Il était obligé de chercher ses mots car, s’il parlait parfaitement l’italien, cette langue n’épousait toutefois pas le rythme de sa pensée. Mais il lui semblait qu’il pourrait parler la nuit entière, pour peu qu’elle consentît à l’écouter et il espérait confusément qu’à force de se raconter il parviendrait à trouver les racines de son mal.

— Vous êtes jeune, belle, timide, effarouchée par cette existence qui me blesse. Quelque chose me dit qu’ensemble nous pourrions nous sauver.

Elle ne bronchait toujours pas. On eût dit qu’elle ne l’entendait pas. Il fut découragé et s’emporta.

— Me suis-je donc trompé ? J’appelle au secours et vous restez indifférente. Vous refusez cette main que je vous tends, Sirella.

Il lui sembla tout à coup qu’il parlait faux.
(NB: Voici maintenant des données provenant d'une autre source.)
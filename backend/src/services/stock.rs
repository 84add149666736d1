//! Stock ledger, demand analysis and negative-stock reconciliation

use rust_decimal::Decimal;
use serde::{Deserialize, Serialize};
use sqlx::{PgConnection, PgPool};
use uuid::Uuid;

use crate::error::{AppError, AppResult};
use crate::models::{MovementType, NewStockMovement, StockMovement, StockMovementRow};
use crate::services::ingredient::IngredientService;
use crate::services::order::{OrderFilter, OrderService};
use crate::services::product::ProductService;
use shared::{
    analyze_stock, count_statuses, index_ingredients, index_products, pending_reconciliations,
    plan_reconciliation, DateRange, IngredientBalance, PendingReconciliation, StockPolicy,
    StockStatusCounts,
};

const MOVEMENT_COLUMNS: &str =
    "id, business_id, ingredient_id, movement_type, quantity, reason, order_id, created_at";

const DEFAULT_MOVEMENT_LIMIT: i64 = 100;

/// Stock service for movements, analysis and reconciliation
#[derive(Clone)]
pub struct StockService {
    db: PgPool,
    policy: StockPolicy,
}

/// Input for recording a manual stock movement
#[derive(Debug, Deserialize)]
pub struct RecordMovementInput {
    pub ingredient_id: Uuid,
    pub movement_type: MovementType,
    pub quantity: Decimal,
    pub reason: Option<String>,
}

/// Query for listing movements
#[derive(Debug, Default, Deserialize)]
pub struct MovementQuery {
    pub ingredient_id: Option<Uuid>,
    pub limit: Option<i64>,
}

/// Stock against demand for one analysis window
#[derive(Debug, Serialize)]
pub struct StockAnalysis {
    pub range: DateRange,
    pub critical_ratio: Decimal,
    pub counts: StockStatusCounts,
    pub balances: Vec<IngredientBalance>,
}

/// What happened to one ingredient during reconciliation
#[derive(Debug, Clone, Serialize, PartialEq)]
#[serde(tag = "outcome", rename_all = "snake_case")]
pub enum ReconciliationOutcome {
    Applied { movement_id: Uuid, quantity: Decimal },
    AlreadyBalanced,
    Failed { message: String },
}

/// Per-ingredient reconciliation entry
#[derive(Debug, Clone, Serialize)]
pub struct ReconciledIngredient {
    pub ingredient_id: Uuid,
    pub planned_quantity: Decimal,
    #[serde(flatten)]
    pub outcome: ReconciliationOutcome,
}

/// Result of reconciling one order
#[derive(Debug, Serialize)]
pub struct ReconciliationResult {
    pub order_id: Uuid,
    pub applied: usize,
    pub failed: usize,
    pub ingredients: Vec<ReconciledIngredient>,
}

impl ReconciliationResult {
    fn new(order_id: Uuid, ingredients: Vec<ReconciledIngredient>) -> Self {
        let applied = ingredients
            .iter()
            .filter(|i| matches!(i.outcome, ReconciliationOutcome::Applied { .. }))
            .count();
        let failed = ingredients
            .iter()
            .filter(|i| matches!(i.outcome, ReconciliationOutcome::Failed { .. }))
            .count();
        Self {
            order_id,
            applied,
            failed,
            ingredients,
        }
    }

    pub fn is_partial(&self) -> bool {
        self.failed > 0 && self.applied > 0
    }
}

impl StockService {
    pub fn new(db: PgPool, policy: StockPolicy) -> Self {
        Self { db, policy }
    }

    /// Insert a ledger entry and move the ingredient's balance by the same
    /// signed amount. Runs on the caller's connection so it joins the
    /// caller's transaction.
    pub async fn write_movement(
        conn: &mut PgConnection,
        business_id: Uuid,
        movement: &NewStockMovement,
    ) -> AppResult<StockMovement> {
        let updated = sqlx::query(
            r#"
            UPDATE ingredients
            SET stock_quantity = stock_quantity + $1, updated_at = NOW()
            WHERE id = $2 AND business_id = $3
            "#,
        )
        .bind(movement.signed_quantity())
        .bind(movement.ingredient_id)
        .bind(business_id)
        .execute(&mut *conn)
        .await?;

        if updated.rows_affected() == 0 {
            return Err(AppError::NotFound(format!(
                "Ingredient {}",
                movement.ingredient_id
            )));
        }

        let row = sqlx::query_as::<_, StockMovementRow>(&format!(
            r#"
            INSERT INTO stock_movements (business_id, ingredient_id, movement_type, quantity, reason, order_id)
            VALUES ($1, $2, $3, $4, $5, $6)
            RETURNING {MOVEMENT_COLUMNS}
            "#
        ))
        .bind(business_id)
        .bind(movement.ingredient_id)
        .bind(movement.movement_type.as_str())
        .bind(movement.quantity)
        .bind(&movement.reason)
        .bind(movement.order_id)
        .fetch_one(&mut *conn)
        .await?;

        Ok(StockMovement::try_from(row)?)
    }

    /// Record a manual purchase, loss or adjustment
    pub async fn record_movement(
        &self,
        business_id: Uuid,
        input: RecordMovementInput,
    ) -> AppResult<StockMovement> {
        AppError::check("quantity", shared::validate_quantity(input.quantity))?;

        let reason = match input.reason.as_deref().map(str::trim) {
            Some(r) if !r.is_empty() => r.to_string(),
            _ => match input.movement_type {
                MovementType::In => "Entrada manual".to_string(),
                MovementType::Out => "Saída manual".to_string(),
            },
        };

        let movement = NewStockMovement {
            ingredient_id: input.ingredient_id,
            movement_type: input.movement_type,
            quantity: input.quantity,
            reason,
            order_id: None,
        };

        let mut tx = self.db.begin().await?;
        let recorded = Self::write_movement(&mut *tx, business_id, &movement).await?;
        tx.commit().await?;

        tracing::info!(
            %business_id,
            ingredient_id = %recorded.ingredient_id,
            movement_type = %recorded.movement_type.as_str(),
            quantity = %recorded.quantity,
            "Stock movement recorded"
        );

        Ok(recorded)
    }

    /// Most recent movements, for one ingredient or the whole business
    pub async fn list_movements(
        &self,
        business_id: Uuid,
        query: &MovementQuery,
    ) -> AppResult<Vec<StockMovement>> {
        let limit = query.limit.unwrap_or(DEFAULT_MOVEMENT_LIMIT).clamp(1, 1000);

        let rows = sqlx::query_as::<_, StockMovementRow>(&format!(
            r#"
            SELECT {MOVEMENT_COLUMNS}
            FROM stock_movements
            WHERE business_id = $1
              AND ($2::uuid IS NULL OR ingredient_id = $2)
            ORDER BY created_at DESC
            LIMIT $3
            "#
        ))
        .bind(business_id)
        .bind(query.ingredient_id)
        .bind(limit)
        .fetch_all(&self.db)
        .await?;

        rows.into_iter()
            .map(|row| StockMovement::try_from(row).map_err(AppError::from))
            .collect()
    }

    /// Compare stock with the demand of open orders created within `range`
    pub async fn analyze(&self, business_id: Uuid, range: DateRange) -> AppResult<StockAnalysis> {
        let ingredients = IngredientService::new(self.db.clone()).list(business_id).await?;
        let products = ProductService::new(self.db.clone()).list(business_id).await?;
        let orders = OrderService::new(self.db.clone())
            .list(business_id, &OrderFilter::for_range(range))
            .await?;

        let balances = analyze_stock(&ingredients, &orders, &products, &self.policy)?;
        let counts = count_statuses(&balances);

        tracing::debug!(
            %business_id,
            ingredients = balances.len(),
            low = counts.low,
            critical = counts.critical,
            "Stock analysis computed"
        );

        Ok(StockAnalysis {
            range,
            critical_ratio: self.policy.critical_ratio,
            counts,
            balances,
        })
    }

    /// Open orders touching an ingredient that is currently below zero
    pub async fn pending_reconciliations(
        &self,
        business_id: Uuid,
    ) -> AppResult<Vec<PendingReconciliation>> {
        let ingredients = IngredientService::new(self.db.clone()).list(business_id).await?;
        let products = ProductService::new(self.db.clone()).list(business_id).await?;
        let orders = OrderService::new(self.db.clone()).list_open(business_id).await?;

        Ok(pending_reconciliations(
            &orders,
            &index_products(&products),
            &index_ingredients(&ingredients),
        ))
    }

    /// Bring every negative ingredient used by an open order back to zero.
    ///
    /// Each ingredient is corrected in its own transaction; the deficit is
    /// re-read under a row lock, so a rerun or a concurrent correction
    /// results in `already_balanced` instead of over-crediting.
    pub async fn reconcile_order(
        &self,
        business_id: Uuid,
        order_id: Uuid,
    ) -> AppResult<ReconciliationResult> {
        let order = OrderService::new(self.db.clone()).get(business_id, order_id).await?;
        if !order.is_open() {
            return Err(AppError::InvalidStateTransition(format!(
                "Order in status {} cannot be reconciled",
                order.status
            )));
        }

        let ingredients = IngredientService::new(self.db.clone()).list(business_id).await?;
        let products = ProductService::new(self.db.clone()).list(business_id).await?;

        let planned = plan_reconciliation(
            &order,
            &index_products(&products),
            &index_ingredients(&ingredients),
        );

        let mut results = Vec::with_capacity(planned.len());
        for movement in planned {
            let outcome = match self.apply_regularization(business_id, &movement).await {
                Ok(outcome) => outcome,
                Err(e) => {
                    tracing::warn!(
                        %business_id,
                        %order_id,
                        ingredient_id = %movement.ingredient_id,
                        error = %e,
                        "Stock regularization failed"
                    );
                    ReconciliationOutcome::Failed {
                        message: e.to_string(),
                    }
                }
            };
            results.push(ReconciledIngredient {
                ingredient_id: movement.ingredient_id,
                planned_quantity: movement.quantity,
                outcome,
            });
        }

        let result = ReconciliationResult::new(order_id, results);

        if result.is_partial() {
            tracing::warn!(
                %business_id,
                %order_id,
                applied = result.applied,
                failed = result.failed,
                "Reconciliation partially applied"
            );
        } else {
            tracing::info!(
                %business_id,
                %order_id,
                applied = result.applied,
                failed = result.failed,
                "Reconciliation finished"
            );
        }

        Ok(result)
    }

    async fn apply_regularization(
        &self,
        business_id: Uuid,
        planned: &NewStockMovement,
    ) -> AppResult<ReconciliationOutcome> {
        let mut tx = self.db.begin().await?;

        let stock: Decimal = sqlx::query_scalar(
            "SELECT stock_quantity FROM ingredients WHERE id = $1 AND business_id = $2 FOR UPDATE",
        )
        .bind(planned.ingredient_id)
        .bind(business_id)
        .fetch_optional(&mut *tx)
        .await?
        .ok_or_else(|| AppError::NotFound(format!("Ingredient {}", planned.ingredient_id)))?;

        if stock >= Decimal::ZERO {
            tx.rollback().await?;
            return Ok(ReconciliationOutcome::AlreadyBalanced);
        }

        let movement = NewStockMovement {
            quantity: -stock,
            ..planned.clone()
        };
        let recorded = Self::write_movement(&mut *tx, business_id, &movement).await?;
        tx.commit().await?;

        Ok(ReconciliationOutcome::Applied {
            movement_id: recorded.id,
            quantity: recorded.quantity,
        })
    }
}

#[cfg(test)]
mod tests {
    use super::*;

    fn entry(outcome: ReconciliationOutcome) -> ReconciledIngredient {
        ReconciledIngredient {
            ingredient_id: Uuid::new_v4(),
            planned_quantity: Decimal::ONE,
            outcome,
        }
    }

    #[test]
    fn test_result_counts_outcomes() {
        let result = ReconciliationResult::new(
            Uuid::new_v4(),
            vec![
                entry(ReconciliationOutcome::Applied {
                    movement_id: Uuid::new_v4(),
                    quantity: Decimal::ONE,
                }),
                entry(ReconciliationOutcome::Failed {
                    message: "Database error".to_string(),
                }),
                entry(ReconciliationOutcome::AlreadyBalanced),
            ],
        );

        assert_eq!(result.applied, 1);
        assert_eq!(result.failed, 1);
        assert!(result.is_partial());
    }

    #[test]
    fn test_outcome_serializes_with_tag() {
        let json = serde_json::to_value(entry(ReconciliationOutcome::AlreadyBalanced)).unwrap();
        assert_eq!(json["outcome"], "already_balanced");

        let json = serde_json::to_value(entry(ReconciliationOutcome::Failed {
            message: "boom".to_string(),
        }))
        .unwrap();
        assert_eq!(json["outcome"], "failed");
        assert_eq!(json["message"], "boom");
    }
}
La conviction n’y était pas. « Un jeu, se dit-il. C’est à moi-même que je lance un défi. » Philippe reprit :

— Écoutez-moi, Sirella, je vais quitter ce salon et aller sur la plage, près du ponton où sont amarrés les bateaux. Je vous y attendrai une demi-heure. Passé ce délai, si vous n’êtes pas venue…

« Ce n’est que l’humble fille d’un pauvre chauffeur de taxi italien, songeait-il parallèlement. Et je joue les Julien Sorel pour cette petite oie blanche. »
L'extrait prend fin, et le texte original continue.